---
status: proposed
title: Trusted Artifacts in Workspaces
creation-date: '2023-07-27'
last-updated: '2023-09-05'
authors:
- '@afrittoli'
collaborators:
- '@pritidesai'
- '@jerop'
---
# TEP-0139: Trusted Artifacts in Workspaces
---
<!-- toc -->
- [Summary](#summary)
- [Background](#background)
- [Motivation](#motivation)
- [Security](#security)
- [Usability](#usability)
- [Goals](#goals)
- [Non-Goals](#non-goals)
- [Requirements](#requirements)
- [Proposal](#proposal)
- [API](#api)
- [Execution](#execution)
- [Non-Falsifiability of Results](#non-falsifiability-of-results)
- [Example](#example)
- [Notes and Caveats](#notes-and-caveats)
- [Future Work](#future-work)
- [Reusable Steps](#reusable-steps)
- [Provenance Generation](#provenance-generation)
- [Extend Schema](#extend-schema)
- [Design Evaluation](#design-evaluation)
- [Reusability](#reusability)
- [Simplicity](#simplicity)
- [Flexibility](#flexibility)
- [Conformance](#conformance)
- [User Experience](#user-experience)
- [Performance](#performance)
<!-- /toc -->
## Summary
The goal of the TEP is to extend the chain of trust for provenance produced by Tekton based on `TaskRuns` and `PipelineRuns`. It accomplishes this goal by enabling consumer `Tasks` to trust `Artifacts` on a `Workspace` from producer `Tasks` by verifying against hashes stored as non-falsifiable `Results`.
## Background
The Tekton Data Interface working group has been working on for about 10 months now, identified a number of different problems to solve and proposed a number of different solutions.
The number of different issues discussed and their sometimes conflicting requirements means that only a small fraction of the proposed solutions has actually been implemented in Tekton.
This proposal is an attempt to take one of the problems identified, describe it in a way that is as much as possible self-contained, and provide a simple solution to it.

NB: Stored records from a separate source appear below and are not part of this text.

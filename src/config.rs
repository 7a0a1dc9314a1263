use crate::error::AppError;
use std::env;
use std::fmt;
use std::path::PathBuf;
use std::str::FromStr;

const DEFAULT_REGION: &str = "br1";

/// Platform region (BR1, EUW1, ...) paired with the regional routing cluster
/// that serves account and match lookups for it.
#[derive(Debug, Clone, Copy, PartialEq, Eq)]
pub struct Region {
    platform: &'static str,
    routing: &'static str,
}

const REGIONS: [Region; 11] = [
    Region { platform: "br1", routing: "americas" },
    Region { platform: "na1", routing: "americas" },
    Region { platform: "la1", routing: "americas" },
    Region { platform: "la2", routing: "americas" },
    Region { platform: "eun1", routing: "europe" },
    Region { platform: "euw1", routing: "europe" },
    Region { platform: "tr1", routing: "europe" },
    Region { platform: "ru", routing: "europe" },
    Region { platform: "jp1", routing: "asia" },
    Region { platform: "kr", routing: "asia" },
    Region { platform: "oc1", routing: "sea" },
];

impl Region {
    /// Host prefix for summoner, league and mastery endpoints.
    pub fn platform(&self) -> &'static str {
        self.platform
    }

    /// Host prefix for account and match endpoints.
    pub fn routing(&self) -> &'static str {
        self.routing
    }
}

impl FromStr for Region {
    type Err = AppError;

    fn from_str(s: &str) -> Result<Self, Self::Err> {
        let wanted = s.trim().to_ascii_lowercase();
        REGIONS
            .iter()
            .find(|r| r.platform == wanted)
            .copied()
            .ok_or_else(|| AppError::InvalidRegion(s.to_string()))
    }
}

impl fmt::Display for Region {
    fn fmt(&self, f: &mut fmt::Formatter<'_>) -> fmt::Result {
        write!(f, "{}", self.platform.to_ascii_uppercase())
    }
}

#[derive(Debug, Clone)]
pub struct Config {
    pub api_key: String,
    pub region: Region,
    pub cache_dir: PathBuf,
}

impl Config {
    pub fn from_env() -> Result<Self, AppError> {
        dotenvy::dotenv().ok();

        Self::from_vars(
            env::var("RIOT_API_KEY").ok(),
            env::var("RIOT_REGION").ok(),
            env::var("RIFTMATE_CACHE_DIR").ok(),
        )
    }

    pub fn from_vars(
        api_key: Option<String>,
        region: Option<String>,
        cache_dir: Option<String>,
    ) -> Result<Self, AppError> {
        let api_key = api_key
            .filter(|k| !k.trim().is_empty())
            .ok_or_else(|| {
                AppError::ConfigError("RIOT_API_KEY not found in environment or .env file".to_string())
            })?;

        let region = region.as_deref().unwrap_or(DEFAULT_REGION).parse()?;

        let cache_dir = cache_dir.map(PathBuf::from).unwrap_or_else(|| {
            dirs::home_dir()
                .unwrap_or_else(|| PathBuf::from("."))
                .join(".riftmate")
        });

        Ok(Config {
            api_key,
            region,
            cache_dir,
        })
    }
}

The solution proposed does not need to address all the requirements and constrains of adjacent problems, but it should at least not make it harder for them to be addressed in future.
## Motivation
Tekton runtime model maps the execution of a `Task` (i.e. `TaskRun`) to a Kubernetes `Pod` and the execution of `Pipeline` (i.e. `PipelineRun`) to a collection of `Pods`. `Tasks` in a `Pipeline` share data through the `Workspace` abstraction, which can be bound to a `Persistent Volume` in `Kubernetes`.
### Security
Because of the design of `Persistent Volumes`, a downstream `TaskRun` has no way of knowing whether the content of a `Workspace` it receives as input has been tampered with. For example, if the source code on the `Workspace` is changed between a git clone `Task` and a container build `Task`, there is no longer a guarantee the build is of the git reference that was checked out. SLSA v0.1 L3 requires provenance to identify source code used for builds: “provenance must authenticate the repository that stored the source code used in the build”. We need to ensure the integrity of `Artifacts` in `Workspaces` to meet these requirements and secure software supply chains.
### Usability
The current solution for generating provenance to identify source code is a suffix-based type hinting where Results must have ``“-ARTIFACT_INPUTS”`` or ``“-ARTIFACT_OUTPUTS”`` suffixes, which presents challenges:
- Encodes ``"Artifact"` concept into `Result` names. Intertwining concepts makes the API complex.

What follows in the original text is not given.